- **Source data**:
⁂
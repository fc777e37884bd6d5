//! Vitrine - Desktop Showcase Kiosk
//!
//! A self-contained kiosk application that presents a product page with an
//! expandable FAQ accordion and an auto-advancing testimonial carousel.
//! Content is read from a local TOML file at startup; there is no network
//! and no persistence of widget state.

pub mod carousel;
pub mod content;
pub mod faq;
pub mod storage;
pub mod ui;

// Re-export commonly used types
pub use carousel::CarouselController;
pub use content::ShowcaseContent;
pub use faq::AccordionController;
pub use storage::config::AppConfig;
⁂
- **Exercise aim**:
When the line containing "pub use faq::AccordionController;" is reached, return it and every later line through the end of the listing above, unaltered and alone.

- **Written reply**:
pub use faq::AccordionController;
pub use storage::config::AppConfig;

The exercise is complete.